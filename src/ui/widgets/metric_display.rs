//! Metric card widget for the sidebar and the admin overview.

use egui::{Align, Color32, Layout, RichText, Ui, Vec2};

use crate::metrics::body;
use crate::workouts::DailyProgress;

/// A widget for displaying a single labeled value.
pub struct MetricDisplay<'a> {
    /// The metric value to display
    value: String,
    /// The unit label
    unit: &'a str,
    /// The metric name/label
    label: &'a str,
    /// Optional value color
    color: Option<Color32>,
    /// Size multiplier
    size: MetricSize,
}

/// Size variants for metric display.
#[derive(Debug, Clone, Copy, Default)]
pub enum MetricSize {
    /// Sidebar metric
    Small,
    /// Dashboard card
    #[default]
    Medium,
}

impl MetricSize {
    fn value_size(&self) -> f32 {
        match self {
            MetricSize::Small => 22.0,
            MetricSize::Medium => 32.0,
        }
    }

    fn unit_size(&self) -> f32 {
        match self {
            MetricSize::Small => 12.0,
            MetricSize::Medium => 14.0,
        }
    }

    fn label_size(&self) -> f32 {
        match self {
            MetricSize::Small => 11.0,
            MetricSize::Medium => 13.0,
        }
    }
}

impl<'a> MetricDisplay<'a> {
    /// Create a new metric display.
    pub fn new(value: impl Into<String>, unit: &'a str, label: &'a str) -> Self {
        Self {
            value: value.into(),
            unit,
            label,
            color: None,
            size: MetricSize::default(),
        }
    }

    pub fn age(years: i32) -> Self {
        Self::new(years.to_string(), "", "Age")
    }

    /// BMI to one decimal, with its category beside it.
    pub fn bmi(bmi: f64) -> Self {
        Self::new(format!("{:.1}", bmi), body::bmi_category(bmi), "BMI")
    }

    pub fn daily_goal(progress: &DailyProgress) -> Self {
        match progress.goal {
            Some(goal) => Self::new(goal.to_string(), "kcal", "Daily Goal"),
            None => Self::new("Not Set", "", "Daily Goal"),
        }
    }

    pub fn burned_today(progress: &DailyProgress) -> Self {
        Self::new(
            format!("{:.2}", progress.burned_today),
            "kcal",
            "Calories Burned Today",
        )
    }

    pub fn calories_left(progress: &DailyProgress) -> Self {
        match progress.calories_left() {
            Some(left) => Self::new(format!("{:.2}", left), "kcal", "Calories Left to Goal"),
            None => Self::new("Set a Goal", "", "Calories Left to Goal"),
        }
    }

    /// Set a color for the value.
    pub fn with_color(mut self, color: Color32) -> Self {
        self.color = Some(color);
        self
    }

    /// Set the display size.
    pub fn with_size(mut self, size: MetricSize) -> Self {
        self.size = size;
        self
    }

    /// Render the metric display.
    pub fn show(self, ui: &mut Ui) {
        let min_size = match self.size {
            MetricSize::Small => Vec2::new(80.0, 48.0),
            MetricSize::Medium => Vec2::new(140.0, 72.0),
        };

        egui::Frame::new().inner_margin(8.0).show(ui, |ui| {
            ui.set_min_size(min_size);

            ui.with_layout(Layout::top_down(Align::Min), |ui| {
                ui.label(
                    RichText::new(self.label)
                        .size(self.size.label_size())
                        .weak(),
                );

                ui.add_space(2.0);

                let value_text = RichText::new(&self.value)
                    .size(self.size.value_size())
                    .strong();

                let value_text = if let Some(color) = self.color {
                    value_text.color(color)
                } else {
                    value_text
                };

                ui.horizontal(|ui| {
                    ui.label(value_text);
                    if !self.unit.is_empty() {
                        ui.label(RichText::new(self.unit).size(self.size.unit_size()).weak());
                    }
                });
            });
        });
    }
}
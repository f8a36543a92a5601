//! Integration tests for registration, login and the admin bootstrap.

use fittrack::accounts::AuthError;
use fittrack::storage::AdminSettings;
use fittrack::{Session, TrackerError};

use super::fixtures::{registration, today, tracker, PASSWORD};

#[test]
fn test_duplicate_username_creates_no_second_row() {
    let tracker = tracker();
    tracker.register(&registration("alice"), today()).unwrap();

    let mut again = registration("alice");
    again.password = "different".to_string();
    let result = tracker.register(&again, today());

    match result {
        Err(e @ TrackerError::Auth(AuthError::UsernameTaken)) => {
            assert_eq!(e.to_string(), "Username already exists!");
        }
        other => panic!("expected UsernameTaken, got {:?}", other),
    }
    assert_eq!(tracker.database().count_regular_accounts().unwrap(), 1);

    // The original password still works
    let mut session = Session::new();
    tracker.login(&mut session, "alice", PASSWORD).unwrap();
}

#[test]
fn test_login_exposes_stored_profile() {
    let tracker = tracker();
    let form = registration("bob");
    tracker.register(&form, today()).unwrap();

    let mut session = Session::new();
    tracker.login(&mut session, "bob", PASSWORD).unwrap();

    let user = session.user().unwrap();
    assert_eq!(user.username, "bob");
    assert_eq!(user.dob, form.dob);
    assert_eq!(user.height_cm, form.height_cm);
    assert_eq!(user.weight_kg, form.weight_kg);
    assert!(!user.is_admin);
}

#[test]
fn test_wrong_password_and_unknown_user_look_the_same() {
    let tracker = tracker();
    tracker.register(&registration("carol"), today()).unwrap();

    let mut session = Session::new();
    let wrong_password = tracker
        .login(&mut session, "carol", "not it")
        .unwrap_err()
        .to_string();
    let unknown_user = tracker
        .login(&mut session, "nobody", PASSWORD)
        .unwrap_err()
        .to_string();

    assert_eq!(wrong_password, "Invalid credentials!");
    assert_eq!(wrong_password, unknown_user);
    assert!(!session.is_authenticated());
}

#[test]
fn test_password_is_not_stored_in_plaintext() {
    let tracker = tracker();
    tracker.register(&registration("dave"), today()).unwrap();

    let account = tracker
        .database()
        .get_account_by_username("dave")
        .unwrap()
        .unwrap();
    assert_ne!(account.password_hash, PASSWORD);
    assert!(account.password_hash.starts_with("$argon2"));
}

#[test]
fn test_admin_bootstrap_is_idempotent() {
    let tracker = tracker();
    let settings = AdminSettings {
        username: "admin".to_string(),
        password: "s3cret".to_string(),
    };

    assert!(tracker.bootstrap_admin(&settings).unwrap());
    assert!(!tracker.bootstrap_admin(&settings).unwrap());

    let mut session = Session::new();
    tracker.login(&mut session, "admin", "s3cret").unwrap();
    assert!(session.user().unwrap().is_admin);

    // Admins are not counted as users
    assert_eq!(tracker.database().count_regular_accounts().unwrap(), 0);
}

#[test]
fn test_username_of_admin_cannot_be_registered() {
    let tracker = tracker();
    tracker.bootstrap_admin(&AdminSettings::default()).unwrap();

    let result = tracker.register(&registration("admin"), today());
    assert!(matches!(
        result,
        Err(TrackerError::Auth(AuthError::UsernameTaken))
    ));
}
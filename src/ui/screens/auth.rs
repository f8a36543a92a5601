//! Login and registration screen.

use chrono::{Datelike, NaiveDate};
use egui::{RichText, Ui};

use super::{Feedback, ScreenAction};
use crate::accounts::types::{earliest_dob, latest_dob, HEIGHT_RANGE_CM, WEIGHT_RANGE_KG};
use crate::accounts::{AuthError, Registration};
use crate::session::Session;
use crate::tracker::{Tracker, TrackerError};

/// Which form is shown.
#[derive(Debug, Clone, Copy, PartialEq, Eq, Default)]
pub enum AuthMode {
    #[default]
    Login,
    Register,
}

/// Auth screen state.
pub struct AuthScreen {
    mode: AuthMode,
    username: String,
    password: String,
    dob_year: i32,
    dob_month: u32,
    dob_day: u32,
    height_cm: f64,
    weight_kg: f64,
    feedback: Option<Feedback>,
}

impl Default for AuthScreen {
    fn default() -> Self {
        Self::new()
    }
}

impl AuthScreen {
    pub fn new() -> Self {
        Self {
            mode: AuthMode::Login,
            username: String::new(),
            password: String::new(),
            dob_year: 2000,
            dob_month: 1,
            dob_day: 1,
            height_cm: 170.0,
            weight_kg: 70.0,
            feedback: None,
        }
    }

    /// Forget typed credentials, e.g. after logout.
    pub fn reset(&mut self) {
        *self = Self::new();
    }

    pub fn show(
        &mut self,
        ui: &mut Ui,
        tracker: &Tracker,
        session: &mut Session,
        today: NaiveDate,
    ) -> Option<ScreenAction> {
        let mut action = None;

        ui.vertical_centered(|ui| {
            ui.add_space(40.0);
            ui.heading(RichText::new("🏋 Fitness Tracker").size(32.0).strong());
            ui.add_space(24.0);
        });

        ui.horizontal(|ui| {
            let before = self.mode;
            ui.radio_value(&mut self.mode, AuthMode::Login, "Login");
            ui.radio_value(&mut self.mode, AuthMode::Register, "Register");
            if self.mode != before {
                self.feedback = None;
            }
        });

        ui.add_space(12.0);

        egui::Grid::new("auth_form")
            .num_columns(2)
            .spacing([12.0, 8.0])
            .show(ui, |ui| {
                ui.label("Username");
                ui.text_edit_singleline(&mut self.username);
                ui.end_row();

                ui.label("Password");
                ui.add(egui::TextEdit::singleline(&mut self.password).password(true));
                ui.end_row();

                if self.mode == AuthMode::Register {
                    let earliest = earliest_dob();
                    let latest = latest_dob(today);

                    ui.label("Date of Birth");
                    ui.horizontal(|ui| {
                        ui.add(
                            egui::DragValue::new(&mut self.dob_year)
                                .range(earliest.year()..=latest.year())
                                .prefix("Year "),
                        );
                        ui.add(
                            egui::DragValue::new(&mut self.dob_month)
                                .range(1..=12)
                                .prefix("Month "),
                        );
                        ui.add(
                            egui::DragValue::new(&mut self.dob_day)
                                .range(1..=31)
                                .prefix("Day "),
                        );
                    });
                    ui.end_row();

                    ui.label("Height (cm)");
                    ui.add(
                        egui::DragValue::new(&mut self.height_cm)
                            .range(HEIGHT_RANGE_CM)
                            .speed(0.5),
                    );
                    ui.end_row();

                    ui.label("Weight (kg)");
                    ui.add(
                        egui::DragValue::new(&mut self.weight_kg)
                            .range(WEIGHT_RANGE_KG)
                            .speed(0.5),
                    );
                    ui.end_row();
                }
            });

        ui.add_space(12.0);

        match self.mode {
            AuthMode::Login => {
                if ui.button("Login").clicked() {
                    action = self.submit_login(tracker, session);
                }
            }
            AuthMode::Register => {
                if ui.button("Register").clicked() {
                    self.submit_registration(tracker, today);
                }
            }
        }

        if let Some(feedback) = &self.feedback {
            ui.add_space(8.0);
            feedback.show(ui);
        }

        action
    }

    fn submit_login(&mut self, tracker: &Tracker, session: &mut Session) -> Option<ScreenAction> {
        match tracker.login(session, &self.username, &self.password) {
            Ok(()) => {
                self.reset();
                Some(ScreenAction::LoggedIn)
            }
            Err(e) => {
                self.feedback = Some(feedback_for(e));
                None
            }
        }
    }

    fn submit_registration(&mut self, tracker: &Tracker, today: NaiveDate) {
        let form = Registration {
            username: self.username.clone(),
            password: self.password.clone(),
            dob: clamp_dob(self.dob_year, self.dob_month, self.dob_day, today),
            height_cm: self.height_cm,
            weight_kg: self.weight_kg,
        };

        self.feedback = Some(match tracker.register(&form, today) {
            Ok(_) => {
                self.mode = AuthMode::Login;
                self.password.clear();
                Feedback::Success("Account created! Please login.".to_string())
            }
            Err(e) => feedback_for(e),
        });
    }
}

fn feedback_for(error: TrackerError) -> Feedback {
    match error {
        TrackerError::Auth(AuthError::UsernameTaken) => Feedback::Error(error.to_string()),
        TrackerError::Auth(AuthError::InvalidCredentials) => Feedback::Error(error.to_string()),
        TrackerError::Auth(AuthError::InvalidRegistration(message)) => Feedback::Warning(message),
        other => {
            tracing::error!("Authentication failed: {}", other);
            Feedback::Error(other.to_string())
        }
    }
}

/// Build a date from the picker, pulling the day back into the month and the
/// result into the selectable range.
pub fn clamp_dob(year: i32, month: u32, day: u32, today: NaiveDate) -> NaiveDate {
    let month = month.clamp(1, 12);
    let date = (1..=day.clamp(1, 31))
        .rev()
        .find_map(|d| NaiveDate::from_ymd_opt(year, month, d))
        .unwrap_or_else(earliest_dob);
    date.clamp(earliest_dob(), latest_dob(today))
}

* * * * * * * * *

EXERCISE BRIEF — The lines to copy run from the first line of the entries to the line containing "single labeled value."; copy them exactly and output nothing else.

OUTPUT BELOW —
filename src/ui/widgets/metric_display.rs
//! Metric card widget for the sidebar and the admin overview.

use egui::{Align, Color32, Layout, RichText, Ui, Vec2};

use crate::metrics::body;
use crate::workouts::DailyProgress;

/// A widget for displaying a single labeled value.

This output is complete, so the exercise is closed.